> [WORK ORDER]
What is needed is every line, exactly as given, from the line containing "let app = Router::new()" through the end of the data below.

━━━ DATA IN THIS EXERCISE ━━━

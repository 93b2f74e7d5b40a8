//! Sessions, CSRF and the rest of the middleware stack on one small app.
//!
//! Run with:
//!   RUST_LOG=info cargo run --example session
//!
//! Try:
//!   curl -i -c jar -b jar http://localhost:3000/visits
//!   curl -i -c jar -b jar http://localhost:3000/form
//!   curl -i -c jar -b jar -X POST -H "X-Csrf-Token: <token from /form>" http://localhost:3000/logout
//!   curl -i http://localhost:3000/old/visits
//!   curl -i -H 'Authorization: Bearer let-me-in' http://localhost:3000/api/whoami

use std::time::Duration;

use http::{Method, StatusCode};
use tether::middleware::csrf::{self, Csrf, CsrfToken};
use tether::middleware::keyauth::{self, ApiKey, KeyAuth};
use tether::middleware::load_shed::LoadShed;
use tether::middleware::redirect::{self, Redirect};
use tether::middleware::request_id::RequestIdLayer;
use tether::middleware::response_time::ResponseTime;
use tether::middleware::rewrite::{self, Rewrite};
use tether::session::{Config, Manager};
use tether::{Request, Response, Router, Server};

#[tokio::main]
async fn main() -> tether::Result<()> {
    tracing_subscriber::fmt::init();

    let sessions = Manager::new(Config::new().with_expiration(Duration::from_secs(15 * 60)))?;

    let visits = {
        let sessions = sessions.clone();
        move |mut req: Request| {
            let sessions = sessions.clone();
            async move {
                let mut session = sessions.get(&mut req);
                let count = session.get("visits").and_then(|v| v.as_u64()).unwrap_or(0) + 1;
                session.set("visits", count);

                let mut res = Response::text(format!("visit #{count}\n"));
                if let Err(e) = session.save(&mut res) {
                    tracing::error!(error = %e, "session save failed");
                    return Response::status(StatusCode::INTERNAL_SERVER_ERROR);
                }
                res
            }
        }
    };

    let logout = {
        let sessions = sessions.clone();
        move |mut req: Request| {
            let sessions = sessions.clone();
            async move {
                let mut session = sessions.get(&mut req);
                let mut res = Response::text("bye\n");
                if session.reset().and_then(|()| session.save(&mut res)).is_err() {
                    return Response::status(StatusCode::INTERNAL_SERVER_ERROR);
                }
                res
            }
        }
    };

    let app = Router::new()
        .with(RequestIdLayer::default())
        .with(ResponseTime::default())
        .with(LoadShed::new(Duration::from_secs(5), |_req: Request| async {
            (StatusCode::SERVICE_UNAVAILABLE, "busy, try again\n")
        }))
        .with(Redirect::new(redirect::Config::new().rule("/old/*", "/$1"))?)
        .with(Rewrite::new(rewrite::Config::new().rule("/v1/*", "/api/$1"))?)
        .with(Csrf::new(csrf::Config::new().with_skip(|req| req.path().starts_with("/api/")))?)
        .with(KeyAuth::new(
            keyauth::Config::new()
                .with_validator(|_req, key| key == "let-me-in")
                .with_skip(|req| !req.path().starts_with("/api/")),
        )?)
        .on(Method::GET, "/visits", visits)
        .on(Method::GET, "/form", form)
        .on(Method::POST, "/logout", logout)
        .on(Method::GET, "/api/whoami", whoami);

    Server::bind("0.0.0.0:3000")?.serve(app).await?;

    sessions.storage().close()
}

async fn form(req: Request) -> Response {
    let token = req.extensions().get::<CsrfToken>().map(|t| t.0.as_str()).unwrap_or_default();
    Response::text(format!("send X-Csrf-Token: {token}\n"))
}

async fn whoami(req: Request) -> String {
    let key = req.extensions().get::<ApiKey>().map(|k| k.0.as_str()).unwrap_or_default();
    format!("authenticated with {key}\n")
}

━━━

> [ANSWER BOX]
    let app = Router::new()
        .with(RequestIdLayer::default())
        .with(ResponseTime::default())
        .with(LoadShed::new(Duration::from_secs(5), |_req: Request| async {
            (StatusCode::SERVICE_UNAVAILABLE, "busy, try again\n")
        }))
        .with(Redirect::new(redirect::Config::new().rule("/old/*", "/$1"))?)
        .with(Rewrite::new(rewrite::Config::new().rule("/v1/*", "/api/$1"))?)
        .with(Csrf::new(csrf::Config::new().with_skip(|req| req.path().starts_with("/api/")))?)
        .with(KeyAuth::new(
            keyauth::Config::new()
                .with_validator(|_req, key| key == "let-me-in")
                .with_skip(|req| !req.path().starts_with("/api/")),
        )?)
        .on(Method::GET, "/visits", visits)
        .on(Method::GET, "/form", form)
        .on(Method::POST, "/logout", logout)
        .on(Method::GET, "/api/whoami", whoami);

    Server::bind("0.0.0.0:3000")?.serve(app).await?;

    sessions.storage().close()
}

async fn form(req: Request) -> Response {
    let token = req.extensions().get::<CsrfToken>().map(|t| t.0.as_str()).unwrap_or_default();
    Response::text(format!("send X-Csrf-Token: {token}\n"))
}

async fn whoami(req: Request) -> String {
    let key = req.extensions().get::<ApiKey>().map(|k| k.0.as_str()).unwrap_or_default();
    format!("authenticated with {key}\n")
}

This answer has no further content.